It’s all the more disappointing after examining this year’s program schedule, released just last week. Along with the many panels, awards, competitions and other adjacent activities, there was to be a special spotlight on Rod Serling, best known as the writer and producer of the classic TV series “The Twilight Zone,” but also recognized as an award-winning screenwriter. Films in which he was involved would have been screened and one of his daughters, Anne Serling, would have traveled here to tell audiences about her father.
This would have been the festival’s 22nd consecutive year, and was planned to include 77 feature-length films and 96 shorts — comedies, dramas, documentaries — from 42 countries.
Those who bought advance tickets can request a refund or turn their purchase into a donation to RiverRun.
And all is not lost. Organizers hope to schedule mini-fests later in the year that will allow film-goers to see some of the selections. They should be well-attended.
There was another blow to film buffs last week when Aperture Cinema, the multi-screen nonprofit theater in downtown Winston-Salem, announced that it would close immediately and remain closed through at least April 3 — or “until we know that it is safe to gather audiences together for the art of film,” Lawren Desai, executive director and curator of the theater, said. “All scheduled special event programming and regular film screenings during this time are now canceled or postponed.”

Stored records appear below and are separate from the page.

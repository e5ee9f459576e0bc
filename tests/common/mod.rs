//! Shared fixtures for building throwaway application directories

#![allow(dead_code)]

use app_arch_inventory::error::ProbeError;
use app_arch_inventory::probe::{ArchitectureProber, extract_architecture};
use std::cell::RefCell;
use std::fs;
use std::path::{Path, PathBuf};
use tempfile::TempDir;

pub const ARM64_OUTPUT: &str = "Mach-O 64-bit executable arm64";
pub const X86_64_OUTPUT: &str = "Mach-O 64-bit executable x86_64";
pub const UNIVERSAL_OUTPUT: &str =
    "Mach-O universal binary with 2 architectures: [x86_64:Mach-O 64-bit executable x86_64] [arm64]";

/// Temporary stand-in for /Applications
pub struct AppsDir {
    pub dir: TempDir,
}

impl AppsDir {
    pub fn new() -> Self {
        Self {
            dir: tempfile::tempdir().expect("create temp applications dir"),
        }
    }

    pub fn root(&self) -> &Path {
        self.dir.path()
    }

    /// `<root>/<bundle>/Contents/MacOS/<executable>` path
    pub fn executable_path(&self, bundle: &str, executable: &str) -> PathBuf {
        self.root()
            .join(bundle)
            .join("Contents")
            .join("MacOS")
            .join(executable)
    }

    /// Bundle directory with nothing inside
    pub fn empty_bundle(&self, bundle: &str) -> PathBuf {
        let dir = self.root().join(bundle);
        fs::create_dir_all(&dir).expect("create bundle dir");
        dir
    }

    /// Bundle with raw `Info.plist` contents and no executable
    pub fn bundle_with_plist(&self, bundle: &str, plist: &str) -> PathBuf {
        let contents = self.empty_bundle(bundle).join("Contents");
        fs::create_dir_all(&contents).expect("create Contents");
        let path = contents.join("Info.plist");
        fs::write(&path, plist).expect("write Info.plist");
        path
    }

    /// Complete bundle whose executable holds `bytes`
    pub fn app(&self, bundle: &str, executable: &str, bytes: &[u8]) -> PathBuf {
        self.bundle_with_plist(bundle, &xml_plist(executable));
        let path = self.executable_path(bundle, executable);
        fs::create_dir_all(path.parent().expect("MacOS dir")).expect("create MacOS dir");
        fs::write(&path, bytes).expect("write executable");
        path
    }
}

/// Minimal XML property list declaring `executable`
pub fn xml_plist(executable: &str) -> String {
    format!(
        r#"<?xml version="1.0" encoding="UTF-8"?>
<!DOCTYPE plist PUBLIC "-//Apple//DTD PLIST 1.0//EN" "http://www.apple.com/DTDs/PropertyList-1.0.dtd">
<plist version="1.0">
<dict>
	<key>CFBundleIdentifier</key>
	<string>com.example.{executable}</string>
	<key>CFBundleExecutable</key>
	<string>{executable}</string>
</dict>
</plist>
"#
    )
}

/// Thin 64-bit Mach-O header with no load commands
pub fn thin_macho(cputype: u32, filetype: u32) -> Vec<u8> {
    let mut bytes = Vec::new();
    for word in [0xfeed_facf_u32, cputype, 0, filetype, 0, 0, 0, 0] {
        bytes.extend_from_slice(&word.to_le_bytes());
    }
    bytes
}

/// Fat header listing an x86_64 and an arm64 slice
pub fn fat_macho() -> Vec<u8> {
    let mut bytes = Vec::new();
    let words = [
        0xcafe_babe_u32,
        2,
        // x86_64
        0x0100_0007,
        3,
        0x1000,
        0x20,
        12,
        // arm64
        0x0100_000c,
        0,
        0x2000,
        0x20,
        14,
    ];
    for word in words {
        bytes.extend_from_slice(&word.to_be_bytes());
    }
    bytes
}

/// Prober that fakes `file(1)` output from the executable's contents.
///
/// Each executable file is expected to hold the text `file` would print after
/// `<path>: `. Every probed path is remembered.
#[derive(Default)]
pub struct FakeFileProber {
    pub probed: RefCell<Vec<PathBuf>>,
}

impl ArchitectureProber for FakeFileProber {
    fn probe(&self, executable: &Path) -> Result<String, ProbeError> {
        self.probed.borrow_mut().push(executable.to_path_buf());
        let text = fs::read_to_string(executable).map_err(|source| ProbeError::Read {
            path: executable.to_path_buf(),
            source,
        })?;
        let output = format!("{}: {}\n", executable.display(), text.trim());
        Ok(extract_architecture(&output, executable))
    }
}
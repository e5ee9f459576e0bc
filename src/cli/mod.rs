//! Command line interface for the application inventory.
//!
//! Parses arguments, scans the fixed applications directory with the selected
//! prober, then prints diagnostics followed by the report.

mod args;
mod output;

pub use args::{Args, OutputFormat, RuntimeConfig};
pub use output::OutputManager;

use crate::error::Result;
use crate::scanner::{APPLICATIONS_DIR, scan_applications};
use std::path::Path;

/// Main CLI entry point
pub fn run() -> Result<i32> {
    let args = Args::parse_args();
    let config = RuntimeConfig::from(&args);
    execute(&config, Path::new(APPLICATIONS_DIR))
}

/// Scan `root` and print the outcome according to `config`
pub fn execute(config: &RuntimeConfig, root: &Path) -> Result<i32> {
    let prober = config.prober().build();
    log::debug!("Using {:?} prober", config.prober());

    let outcome = scan_applications(root, prober.as_ref())?;

    config.output().issues(&outcome.issues)?;
    config.output().report(&outcome.report, config.format())?;

    Ok(0)
}
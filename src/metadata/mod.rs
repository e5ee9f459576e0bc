//! Bundle metadata (`Contents/Info.plist`) reading

use crate::error::MetadataError;
use std::path::{Path, PathBuf};

/// Key naming the bundle's primary executable
pub const EXECUTABLE_KEY: &str = "CFBundleExecutable";

/// Location of the metadata file relative to the bundle directory
pub fn info_plist_path(bundle_dir: &Path) -> PathBuf {
    bundle_dir.join("Contents").join("Info.plist")
}

/// Read the executable name declared in an `Info.plist`.
///
/// Both XML and binary property lists are accepted. The root must be a
/// dictionary and `CFBundleExecutable` must hold a string; anything else is
/// reported as [`MetadataError::MissingKey`] or [`MetadataError::Parse`].
pub fn read_bundle_executable(plist_path: &Path) -> Result<String, MetadataError> {
    let content = std::fs::read(plist_path).map_err(|source| MetadataError::Read {
        path: plist_path.to_path_buf(),
        source,
    })?;

    let dictionary: plist::Dictionary =
        plist::from_bytes(&content).map_err(|source| MetadataError::Parse {
            path: plist_path.to_path_buf(),
            source,
        })?;

    dictionary
        .get(EXECUTABLE_KEY)
        .and_then(plist::Value::as_string)
        .map(String::from)
        .ok_or_else(|| MetadataError::MissingKey {
            path: plist_path.to_path_buf(),
            key: EXECUTABLE_KEY,
        })
}
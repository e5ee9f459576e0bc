//! Architecture probing through the `file(1)` utility.

use super::{ArchitectureProber, extract_architecture};
use crate::error::ProbeError;
use std::path::Path;
use std::process::Command;

/// Default introspection program
const FILE_PROGRAM: &str = "file";

/// Runs `file <path>` and reduces the combined output to a descriptor.
///
/// One process is spawned per call and waited on without a timeout.
#[derive(Clone, Debug)]
pub struct FileCommandProber {
    program: String,
}

impl Default for FileCommandProber {
    fn default() -> Self {
        Self::with_program(FILE_PROGRAM)
    }
}

impl FileCommandProber {
    /// Use a different program with `file`-compatible output.
    pub fn with_program(program: impl Into<String>) -> Self {
        Self {
            program: program.into(),
        }
    }

    /// Program this prober invokes
    pub fn program(&self) -> &str {
        &self.program
    }

    fn launch_error(&self, source: std::io::Error) -> ProbeError {
        ProbeError::Launch {
            program: self.program.clone(),
            source,
        }
    }
}

impl ArchitectureProber for FileCommandProber {
    fn probe(&self, executable: &Path) -> Result<String, ProbeError> {
        let program = which::which(&self.program).map_err(|e| {
            self.launch_error(std::io::Error::new(std::io::ErrorKind::NotFound, e))
        })?;

        log::debug!("Running {} on {}", program.display(), executable.display());

        let output = Command::new(&program)
            .arg(executable)
            .output()
            .map_err(|e| self.launch_error(e))?;

        // stdout first, then stderr
        let mut combined = output.stdout;
        combined.extend_from_slice(&output.stderr);

        let text = String::from_utf8(combined).map_err(|source| ProbeError::Decode {
            path: executable.to_path_buf(),
            source,
        })?;

        if !output.status.success() {
            return Err(ProbeError::Failed {
                program: self.program.clone(),
                path: executable.to_path_buf(),
                status: output.status,
                output: text,
            });
        }

        Ok(extract_architecture(&text, executable))
    }
}
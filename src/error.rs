//! Error types for inventory operations.
//!
//! Fatal errors abort the whole run and surface through [`InventoryError`].
//! Everything that can go wrong while looking at a single bundle is a
//! [`BundleIssue`]: it is logged, reported and the scan moves on.

use std::path::PathBuf;
use thiserror::Error;

/// Result type alias for inventory operations
pub type Result<T> = std::result::Result<T, InventoryError>;

/// Fatal errors that stop the inventory run
#[derive(Error, Debug)]
pub enum InventoryError {
    /// The applications root could not be opened
    #[error("failed to open directory {}: {source}", path.display())]
    DirectoryOpen {
        /// Root that was being opened
        path: PathBuf,
        /// Underlying cause
        source: std::io::Error,
    },

    /// The applications root was opened but listing it failed
    #[error("failed to read directory {}: {source}", path.display())]
    DirectoryRead {
        /// Root that was being listed
        path: PathBuf,
        /// Underlying cause
        source: walkdir::Error,
    },

    /// IO errors
    #[error("IO error: {0}")]
    Io(#[from] std::io::Error),

    /// JSON serialization errors
    #[error("JSON error: {0}")]
    Json(#[from] serde_json::Error),
}

/// Failures while reading a bundle's `Info.plist`
#[derive(Error, Debug)]
pub enum MetadataError {
    /// The file could not be read
    #[error("failed to read {}: {source}", path.display())]
    Read {
        /// Metadata file path
        path: PathBuf,
        /// Underlying cause
        source: std::io::Error,
    },

    /// The bytes are not a property list with a dictionary root
    #[error("invalid property list {}: {source}", path.display())]
    Parse {
        /// Metadata file path
        path: PathBuf,
        /// Underlying cause
        source: plist::Error,
    },

    /// The key is absent or its value is not a string
    #[error("{key} not found in {}", path.display())]
    MissingKey {
        /// Metadata file path
        path: PathBuf,
        /// Key that was looked up
        key: &'static str,
    },
}

/// Failures while determining an executable's architecture
#[derive(Error, Debug)]
pub enum ProbeError {
    /// The introspection utility could not be started
    #[error("failed to launch {program}: {source}")]
    Launch {
        /// Program that was being launched
        program: String,
        /// Underlying cause
        source: std::io::Error,
    },

    /// The introspection utility ran but reported failure
    #[error("{program} failed on {} ({status}): {}", path.display(), output.trim())]
    Failed {
        /// Program that was run
        program: String,
        /// File that was being inspected
        path: PathBuf,
        /// Exit status
        status: std::process::ExitStatus,
        /// Combined stdout/stderr
        output: String,
    },

    /// The introspection output is not valid UTF-8
    #[error("undecodable output for {}: {source}", path.display())]
    Decode {
        /// File that was being inspected
        path: PathBuf,
        /// Underlying cause
        source: std::string::FromUtf8Error,
    },

    /// The executable itself could not be read
    #[error("failed to read {}: {source}", path.display())]
    Read {
        /// File that was being inspected
        path: PathBuf,
        /// Underlying cause
        source: std::io::Error,
    },
}

/// Recoverable per-bundle problem; the bundle is skipped
#[derive(Error, Debug)]
pub enum BundleIssue {
    /// Metadata could not be read, parsed, or lacked the executable key
    #[error("Error parsing {}: {source}", plist.display())]
    Metadata {
        /// `Contents/Info.plist` of the bundle
        plist: PathBuf,
        /// Underlying cause
        source: MetadataError,
    },

    /// The declared executable does not exist
    #[error("Executable file not found at: {}", path.display())]
    ExecutableNotFound {
        /// Expected `Contents/MacOS/<name>` path
        path: PathBuf,
    },

    /// The architecture could not be determined
    #[error("Error determining architecture: {source}")]
    Architecture {
        /// Executable that was probed
        executable: PathBuf,
        /// Underlying cause
        source: ProbeError,
    },
}

impl BundleIssue {
    /// Whether this issue is a real error rather than an informational skip
    pub fn is_error(&self) -> bool {
        !matches!(self, Self::ExecutableNotFound { .. })
    }
}
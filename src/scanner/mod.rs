//! Application bundle discovery and classification.
//!
//! The scanner walks the immediate children of an applications directory and,
//! for every bundle, runs the pipeline
//!
//! 1. `Contents/Info.plist` present? (otherwise skip silently)
//! 2. read `CFBundleExecutable`
//! 3. `Contents/MacOS/<name>` present?
//! 4. probe the executable's architecture
//! 5. classify and record
//!
//! Any failure in steps 2-4 becomes a [`BundleIssue`] and only that bundle is
//! skipped. Only failing to open or list the root itself is fatal.

use crate::error::{BundleIssue, InventoryError, Result};
use crate::metadata::{info_plist_path, read_bundle_executable};
use crate::probe::ArchitectureProber;
use crate::report::{Architecture, ScanReport};
use std::path::{Component, Path, PathBuf};
use walkdir::WalkDir;

/// Fixed root scanned by the command line tool
pub const APPLICATIONS_DIR: &str = "/Applications";

/// One installed application.
#[derive(Clone, Debug, Eq, PartialEq)]
pub struct ApplicationBundle {
    /// Bundle directory, e.g. `/Applications/Foo.app`
    pub dir: PathBuf,
}

impl ApplicationBundle {
    /// Wrap a bundle directory
    pub fn new(dir: impl Into<PathBuf>) -> Self {
        Self { dir: dir.into() }
    }

    /// `Contents/Info.plist`
    pub fn info_plist(&self) -> PathBuf {
        info_plist_path(&self.dir)
    }

    /// `Contents/MacOS/<executable>`
    ///
    /// Only the normal components of `executable` are kept, so an absolute
    /// name or one with `..` still resolves inside `Contents/MacOS`.
    pub fn executable_path(&self, executable: &str) -> PathBuf {
        let mut path = self.dir.join("Contents").join("MacOS");
        for component in Path::new(executable).components() {
            if let Component::Normal(part) = component {
                path.push(part);
            }
        }
        path
    }
}

/// What a completed scan produced.
#[derive(Debug, Default)]
pub struct ScanOutcome {
    /// Classified executables, sorted
    pub report: ScanReport,
    /// Bundles that were skipped, in scan order
    pub issues: Vec<BundleIssue>,
}

/// Scan `root` and classify every bundle's main executable.
///
/// The returned report is already sorted.
pub fn scan_applications(root: &Path, prober: &dyn ArchitectureProber) -> Result<ScanOutcome> {
    log::info!("Scanning applications in {}", root.display());

    let bundles = list_bundle_dirs(root)?;
    let mut outcome = ScanOutcome::default();

    for bundle in bundles {
        match classify_bundle(&bundle, prober) {
            Ok(Some((arch, executable))) => {
                log::debug!("{} -> {:?}", executable.display(), arch);
                outcome.report.record(arch, executable);
            }
            Ok(None) => {}
            Err(issue) => {
                if issue.is_error() {
                    log::warn!("Skipping {}: {}", bundle.dir.display(), issue);
                } else {
                    log::info!("Skipping {}: {}", bundle.dir.display(), issue);
                }
                outcome.issues.push(issue);
            }
        }
    }

    outcome.report.sort();

    log::info!(
        "Classified {} executables ({} intel, {} apple silicon, {} universal), {} bundles skipped",
        outcome.report.len(),
        outcome.report.intel.len(),
        outcome.report.apple_silicon.len(),
        outcome.report.universal.len(),
        outcome.issues.len()
    );

    Ok(outcome)
}

/// Immediate subdirectories of `root`.
///
/// Symlinks are not followed, so a link to an application is not a bundle.
/// The directory handle is released before this returns.
pub fn list_bundle_dirs(root: &Path) -> Result<Vec<ApplicationBundle>> {
    let metadata = std::fs::metadata(root).map_err(|source| InventoryError::DirectoryOpen {
        path: root.to_path_buf(),
        source,
    })?;

    if !metadata.is_dir() {
        return Err(InventoryError::DirectoryOpen {
            path: root.to_path_buf(),
            source: std::io::Error::new(std::io::ErrorKind::NotADirectory, "not a directory"),
        });
    }

    let mut bundles = Vec::new();
    for entry in WalkDir::new(root).min_depth(1).max_depth(1).follow_links(false) {
        let entry = entry.map_err(|source| {
            if source.depth() == 0 {
                InventoryError::DirectoryOpen {
                    path: root.to_path_buf(),
                    source: source.into(),
                }
            } else {
                InventoryError::DirectoryRead {
                    path: root.to_path_buf(),
                    source,
                }
            }
        })?;

        if entry.file_type().is_dir() {
            bundles.push(ApplicationBundle::new(entry.into_path()));
        } else {
            log::debug!("Ignoring non-directory {}", entry.path().display());
        }
    }

    Ok(bundles)
}

/// Run the per-bundle pipeline.
///
/// `Ok(None)` means the bundle was skipped without an issue: it has no
/// `Info.plist`, or its descriptor matched no bucket.
pub fn classify_bundle(
    bundle: &ApplicationBundle,
    prober: &dyn ArchitectureProber,
) -> std::result::Result<Option<(Architecture, PathBuf)>, BundleIssue> {
    let plist = bundle.info_plist();
    if !plist.exists() {
        log::debug!("No Info.plist in {}", bundle.dir.display());
        return Ok(None);
    }

    let executable_name = read_bundle_executable(&plist)
        .map_err(|source| BundleIssue::Metadata { plist, source })?;

    let executable = bundle.executable_path(&executable_name);
    if !executable.exists() {
        return Err(BundleIssue::ExecutableNotFound { path: executable });
    }

    let descriptor = prober
        .probe(&executable)
        .map_err(|source| BundleIssue::Architecture {
            executable: executable.clone(),
            source,
        })?;

    match Architecture::classify(&descriptor) {
        Architecture::Unknown => {
            log::debug!(
                "Unrecognised descriptor {:?} for {}",
                descriptor,
                executable.display()
            );
            Ok(None)
        }
        arch => Ok(Some((arch, executable))),
    }
}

These are hard times for local residents who appreciate the entertainment value and intellectual and emotional stimulation that comes from today’s premier art form. There are alternatives, but nothing equals the big screen when it comes to delivering impactful drama and comedy — nor is there anything like being part of an audience for the shared experience of film-going.
Our best wishes to those who bring us the movies. We’ll see you on the other side of the storm.